特纳一记漂亮的左手拉杆上篮,将场上比分改写成了23:2。
剩下的几秒钟被我通过控球消耗殆尽,一直到终场结束,我都没有再组织进攻。
这一方面是因为两方实力相差太过悬殊,我组织进攻也不一定打得成,另一方面则是因为我们上场的目的本就是为了取得“0”的突破,而现在这个目标已经顺利达成了。
…
终场哨音一响,场地四周疯狂的球迷们一窝蜂似的涌进了场地。
其实这也不难理解,毕竟在厄巴纳这样的小地方,想要见到个nba球星基本上属于天方夜谭。而且在当地人眼里,现在的格雷格·奥登可还不是多年以后那个因伤黯然退役,整个职业生涯仅有的贡献就是虎扑社区里几个没品笑话的“玻璃状元”。

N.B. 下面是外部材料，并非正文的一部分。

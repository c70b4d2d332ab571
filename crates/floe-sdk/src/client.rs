//! Execution façade shared by every resource.

use std::future::Future;
use std::sync::Arc;

use tracing::debug;

use crate::error::{BackendError, Error, Result};
use crate::render::render;
use crate::row::{FromRow, Row};
use crate::SqlOptions;

/// A source of SQL execution.
///
/// Implementations own connection handling; the SDK only issues statement
/// text and reads back rows. Dropping a returned future cancels the call.
pub trait Connection: Send + Sync {
    /// Runs a statement whose result rows, if any, are ignored.
    fn execute(&self, sql: &str) -> impl Future<Output = std::result::Result<(), BackendError>> + Send;

    /// Runs a statement and collects its rows.
    fn query(
        &self,
        sql: &str,
    ) -> impl Future<Output = std::result::Result<Vec<Row>, BackendError>> + Send;
}

/// The SDK entry point.
///
/// Cloning is cheap; clones share the connection.
#[derive(Debug)]
pub struct Client<C> {
    connection: Arc<C>,
}

impl<C> Clone for Client<C> {
    fn clone(&self) -> Self {
        Self {
            connection: Arc::clone(&self.connection),
        }
    }
}

impl<C: Connection> Client<C> {
    /// Wraps a connection.
    pub fn new(connection: C) -> Self {
        Self {
            connection: Arc::new(connection),
        }
    }

    /// The underlying connection.
    #[must_use]
    pub fn connection(&self) -> &C {
        &self.connection
    }

    /// Issues a statement expecting no rows.
    pub async fn exec(&self, sql: &str) -> Result<()> {
        debug!(sql = %sql, "Executing SQL");
        self.connection
            .execute(sql)
            .await
            .map_err(Error::from_backend)
    }

    /// Issues a query and returns all rows.
    pub async fn query(&self, sql: &str) -> Result<Vec<Row>> {
        debug!(sql = %sql, "Querying SQL");
        self.connection.query(sql).await.map_err(Error::from_backend)
    }

    /// Issues a query that must return exactly one row.
    pub async fn query_one(&self, sql: &str) -> Result<Row> {
        let mut rows = self.query(sql).await?;
        match rows.len() {
            0 => Err(Error::ObjectNotFound),
            1 => rows.pop().ok_or(Error::ObjectNotFound),
            n => Err(Error::MultipleRows(n)),
        }
    }

    /// Validates and renders options; nothing is rendered if validation fails.
    ///
    /// `Option<O>` is itself an option value: `None` fails with the
    /// nil-options validation error.
    pub fn build<O: SqlOptions + ?Sized>(opts: &O) -> Result<String> {
        opts.validate()?;
        Ok(render(opts)?)
    }

    /// Validates, renders and executes options.
    pub async fn validate_and_exec<O: SqlOptions + ?Sized>(&self, opts: &O) -> Result<()> {
        let sql = Self::build(opts)?;
        self.exec(&sql).await
    }

    /// Validates, renders and queries options.
    pub async fn validate_and_query<O: SqlOptions + ?Sized>(&self, opts: &O) -> Result<Vec<Row>> {
        let sql = Self::build(opts)?;
        self.query(&sql).await
    }

    /// Validates, renders and queries options, expecting exactly one row.
    pub async fn validate_and_query_one<O: SqlOptions + ?Sized>(&self, opts: &O) -> Result<Row> {
        let sql = Self::build(opts)?;
        self.query_one(&sql).await
    }

    /// Converts every row into a domain record.
    pub fn convert_rows<T: FromRow>(rows: &[Row]) -> Result<Vec<T>> {
        rows.iter().map(T::from_row).collect()
    }
}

事实上,2008年的时候,恐怕就连刚刚伤愈复出的“奥登大帝”自己,都还意识不到上帝将要跟他开个多么大的玩笑。
人流把我跟塔克他们给彻底冲散了,安吉拉更是不知道被这疯狂的人群给卷到哪里去了。
“安吉拉!安吉拉!”我喊了几声安吉拉的名字,但在目前这种喧哗混乱的局面下,我的喊声传出去不到半米就被各种各样的杂音淹没了,根本起不到半点作用。

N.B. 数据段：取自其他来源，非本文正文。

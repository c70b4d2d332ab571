//! Parsers for bracketed lists such as `["a", "b"]` or `[ORG.ACC1, ORG.ACC2]`.

use std::str::FromStr;

use crate::identifiers::{AccountIdentifier, IdentifierParseError};

/// Splits a bracketed, comma separated list into trimmed elements.
///
/// Commas inside `"..."` or `'...'` do not split, and element quotes are
/// kept. An empty list yields no elements.
#[must_use]
pub fn parse_comma_separated_list(input: &str) -> Vec<String> {
    let trimmed = input.trim();
    let trimmed = trimmed.strip_prefix('[').unwrap_or(trimmed);
    let trimmed = trimmed.strip_suffix(']').unwrap_or(trimmed).trim();
    if trimmed.is_empty() {
        return Vec::new();
    }

    let mut items = Vec::new();
    let mut current = String::new();
    let mut quote: Option<char> = None;
    for c in trimmed.chars() {
        match (quote, c) {
            (None, '"' | '\'') => {
                quote = Some(c);
                current.push(c);
            }
            (Some(open), _) if c == open => {
                quote = None;
                current.push(c);
            }
            (None, ',') => items.push(std::mem::take(&mut current).trim().to_string()),
            _ => current.push(c),
        }
    }
    items.push(current.trim().to_string());
    items
}

/// Like [`parse_comma_separated_list`], with one level of surrounding quotes
/// stripped from each element.
#[must_use]
pub fn parse_comma_separated_unquoted_list(input: &str) -> Vec<String> {
    parse_comma_separated_list(input)
        .into_iter()
        .map(|item| strip_quotes(&item).to_string())
        .collect()
}

fn strip_quotes(item: &str) -> &str {
    for quote in ['"', '\''] {
        if let Some(inner) = item
            .strip_prefix(quote)
            .and_then(|rest| rest.strip_suffix(quote))
        {
            return inner;
        }
    }
    item
}

/// Parses every element of a bracketed list as an identifier.
pub fn parse_comma_separated_identifiers<T>(input: &str) -> Result<Vec<T>, T::Err>
where
    T: FromStr,
{
    parse_comma_separated_list(input)
        .iter()
        .map(|item| item.parse())
        .collect()
}

/// Parses a bracketed list of `ORG.ACCOUNT` references.
pub fn parse_comma_separated_account_identifiers(
    input: &str,
) -> Result<Vec<AccountIdentifier>, IdentifierParseError> {
    parse_comma_separated_identifiers(input)
}

#[cfg(test)]
mod tests {
    use super::*;
    use crate::identifiers::SchemaObjectIdentifier;

    #[test]
    fn test_plain_list() {
        assert_eq!(parse_comma_separated_list("[a, b, c]"), vec!["a", "b", "c"]);
        assert_eq!(parse_comma_separated_list("a,b"), vec!["a", "b"]);
    }

    #[test]
    fn test_empty_list() {
        assert!(parse_comma_separated_list("[]").is_empty());
        assert!(parse_comma_separated_list("  [ ] ").is_empty());
        assert!(parse_comma_separated_list("").is_empty());
    }

    #[test]
    fn test_quoted_commas_do_not_split() {
        let items = parse_comma_separated_list(r#"["a,b", 'c, d', "e"]"#);
        assert_eq!(items, vec![r#""a,b""#, "'c, d'", r#""e""#]);
        assert_eq!(
            parse_comma_separated_unquoted_list(r#"["a,b", 'c, d', "e"]"#),
            vec!["a,b", "c, d", "e"]
        );
    }

    #[test]
    fn test_length_matches_token_count() {
        for count in 1..6 {
            let input = format!(
                "[{}]",
                (0..count)
                    .map(|i| format!("\"t{i}, x\""))
                    .collect::<Vec<_>>()
                    .join(", ")
            );
            assert_eq!(parse_comma_separated_list(&input).len(), count);
        }
    }

    #[test]
    fn test_account_identifiers() {
        let accounts = parse_comma_separated_account_identifiers("[ORG.ACC1, \"ORG\".\"Acc2\"]").unwrap();
        assert_eq!(
            accounts,
            vec![AccountIdentifier::new("ORG", "ACC1"), AccountIdentifier::new("ORG", "Acc2")]
        );
        assert!(parse_comma_separated_account_identifiers("[ORG]").is_err());
    }

    #[test]
    fn test_typed_identifiers() {
        let ids: Vec<SchemaObjectIdentifier> =
            parse_comma_separated_identifiers(r#"["db"."s"."t", db.s.u]"#).unwrap();
        assert_eq!(ids[1], SchemaObjectIdentifier::new("db", "s", "u"));
    }
}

“哎…”我除了叹气别无他法,一边大海捞针似的在人群中寻找安吉拉的身影,一边静静的等待人潮散去。
十几分钟以后。
还没等我找到安吉拉和“无扣篮不篮球”的那帮家伙,埃文·特纳却意想不到的主动凑上前来:“想不到你竟然是个双能力者?”
“见笑见笑,你也不赖啊…”
“不知道你怎么称呼?”
“德米特留斯·马龙…”
“我叫埃文·特纳…马龙!金鳞不是池中物,一遇风云便化龙…你在nba好好等着我吧,我坚信你就是我此生的宿敌!”
“…大哥,我跟你才初次见面好吗?”
“你有没有听说过一个词,叫做一见钟情?”
“呃…”
“咱俩这叫一见为敌!就这么说定了!”
一见为敌?这年头还真是逗比年年有,今年特别多啊。
当时的我根本想不到特纳会一语成谶。
多年后,当我戴着老花镜,翻开《nba全史》这本厚重的史册。竟赫然发现2010~2020年这一部分的开篇用粗体写着这样两句话:“2009年,德米特留斯·马龙以榜眼身份进入联盟,翌年,埃文·特纳也同样以榜眼身份加入东部劲旅费城76人。这之后的十年,这二位的对抗成了整个联盟的主旋律…”
“埃文,走吧,球也打了,虐也虐了。别忘了咱们还有正事要办呢…”奥登大帝好不容易才从热情球迷的围攻下脱身,之后他就提溜着特纳的球衣把他给拎起来,甩开两条大长腿大步流星的向篮球公园外面走去。
“格雷格学长,奥登哥,你把我放下啊,我自己走还不行吗?”我与一生的宿敌埃文·特纳的初次碰面就这样草草收场了。看上去好像没多少传奇色彩,也不像yy小说那样精彩绝伦。
事实上,我在目送他们一行三人渐行渐远的时候,心中根本就没寻思“宿敌”什么的。我一直在琢磨的是这三个(前)俄亥俄州大的家伙,不远千里的来到伊利诺伊州的厄巴纳市这样一个弹丸之地,到底是为了什么?